Women and their role in the climate crisis was the key issue explored at the St. Margaret’s School International Women’s Day event on Sunday, March 8. Elizabeth May, former Green Party leader and current MP for Saanich–Gulf Islands, attended the event as the keynote speaker. In her speech, May addressed the hardship women face in the pursuit of climate activism and gave the audience five recommendations for getting more involved in climate activism.
The event hosted five speakers, including May, all of whom were women assuming important roles within the climate movement. Panellists included Larisa Hucheson, Capital Regional District; Megan Humchitt, elected Heiltsuk Tribal councillor; Vicki Husband, forest and marine conservation advocate and Ines Khouider, St. Margaret’s student and youth climate activist.
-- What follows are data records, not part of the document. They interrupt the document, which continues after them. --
use anyhow::Result;
use owo_colors::OwoColorize;

use crate::context::Context;
use crate::render::Render;
use crate::utils::tui::value_or_prompt;

pub fn login(ctx: &mut Context, email: Option<String>, password: Option<String>) -> Result<()> {
    let email = value_or_prompt(email, "Email")?;
    let password = password_or_prompt(password)?;

    let user = ctx.session.login(&email, &password)?;

    println!("{}", format!("  Welcome back, {}!", user.name).green());
    Ok(())
}

pub fn register(
    ctx: &mut Context,
    name: Option<String>,
    email: Option<String>,
    password: Option<String>,
) -> Result<()> {
    let name = value_or_prompt(name, "Name")?;
    let email = value_or_prompt(email, "Email")?;
    let password = password_or_prompt(password)?;

    let user = ctx.session.register(&email, &password, &name)?;

    println!("{}", format!("  Account created. Welcome, {}!", user.name).green());
    Ok(())
}

pub fn logout(ctx: &mut Context) -> Result<()> {
    let was_signed_in = ctx.session.user().is_some();
    ctx.session.logout();

    if was_signed_in {
        println!("  Signed out.");
    } else {
        println!("{}", "  Not logged in.".dimmed());
    }
    Ok(())
}

pub fn whoami(ctx: &Context, json: bool) -> Result<()> {
    match ctx.session.user() {
        Some(user) if json => println!("{}", serde_json::to_string_pretty(user)?),
        Some(user) => println!("{}", user.render()),
        None if json => println!("null"),
        None => println!("{}", "Not logged in".dimmed()),
    }
    Ok(())
}

/// Passwords are read without echo.
fn password_or_prompt(password: Option<String>) -> Result<String> {
    match password {
        Some(p) => Ok(p),
        None => Ok(rpassword::prompt_password("  Password: ")?),
    }
}
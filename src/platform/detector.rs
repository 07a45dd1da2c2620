//! Detects which platforms an input string could refer to.

use std::collections::BTreeMap;
use std::sync::Arc;

use tracing::debug;

use super::{Platform, PlatformCatalog};

/// A platform whose patterns matched, with the named captures of the match.
#[derive(Debug, Clone, PartialEq, Eq)]
pub struct Detection {
  pub platform: Platform,
  pub fields: BTreeMap<String, String>,
  /// True when the match came from a URL pattern.
  pub from_url: bool,
}

/// Matches input against a [`PlatformCatalog`].
///
/// URL patterns are authoritative: if any platform's URL pattern matches, only
/// URL matches are reported and bare-identifier patterns are never consulted.
/// Otherwise every platform's identifier patterns are checked, so colliding
/// formats (e.g. `TEAM-123`) yield several detections in catalog order.
#[derive(Debug, Clone)]
pub struct PlatformDetector {
  catalog: Arc<PlatformCatalog>,
}

impl PlatformDetector {
  pub fn new(catalog: Arc<PlatformCatalog>) -> Self {
    Self { catalog }
  }

  pub fn detect(&self, input: &str) -> Vec<Detection> {
    let input = input.trim();
    if input.is_empty() {
      return Vec::new();
    }

    let url_matches: Vec<Detection> = self
      .catalog
      .iter()
      .filter_map(|entry| {
        entry.match_url(input).map(|fields| Detection {
          platform: entry.platform(),
          fields,
          from_url: true,
        })
      })
      .collect();

    if !url_matches.is_empty() {
      debug!(input, platforms = ?platforms_of(&url_matches), "Detected platform from URL");
      return url_matches;
    }

    let id_matches: Vec<Detection> = self
      .catalog
      .iter()
      .filter_map(|entry| {
        entry.match_id(input).map(|fields| Detection {
          platform: entry.platform(),
          fields,
          from_url: false,
        })
      })
      .collect();

    debug!(input, platforms = ?platforms_of(&id_matches), "Detected platforms from identifier");
    id_matches
  }

  /// Just the platforms from [`detect`](Self::detect), in order.
  pub fn candidates(&self, input: &str) -> Vec<Platform> {
    platforms_of(&self.detect(input))
  }

  /// Every platform the catalog can recognize, in detection order.
  pub fn platforms(&self) -> Vec<Platform> {
    self.catalog.platforms()
  }
}

fn platforms_of(detections: &[Detection]) -> Vec<Platform> {
  detections.iter().map(|d| d.platform).collect()
}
May addressed the perception that she has quit government after stepping down as the Green Party Leader, and assured the crowd she will be running again as MP for Saanich–Golf Islands and hinted at future plans.
“I would like to run for speaker because women are good for cleaning things up and there’s a mess there,” May said.
Quickly moving onto the theme of the panel, May pulled out a book to show the audience, “Gender Gap” by Bella Abzug. May noted Abzug was one of the first women to be elected into U.S. Congress and, “she was one of my most favourite friends in the whole world.”
May noted the gender gap is a political and economical gap that continues to be a hurdle for women in positions of power and women trying to effect change environmentally and in their communities.
“Misogyny is not just that women don’t get treated fairly, it is that people hate us,” May said.
The panellists all touched on women’s connection and role in climate change, and the work and hurdles that people doing the work go through to make a difference.
Humchitt, who grew up in Bella Bella from the traditional lands of the Heiltsuk people, touched on her experience of the Nathan E. Stewart diesel spill in 2016. The 2016 spill polluted the shores of Bella Bella with 110,000 litres of oil.
Humchitt said the effects on the area were not only physical but also an assault on her culture and the traditional clam industry. Since the spill, Humchitt and her community continue to work to fix the effects of the incident. Her community continues to try to hold government and the Texas-based company responsible for the spill.
Humchitt shared her feelings on the weight that is put on the people fighting for land preservation. “It is hard work and it is scary work especially in the social media age … We need to amplify the voices that are calling for change,” she said.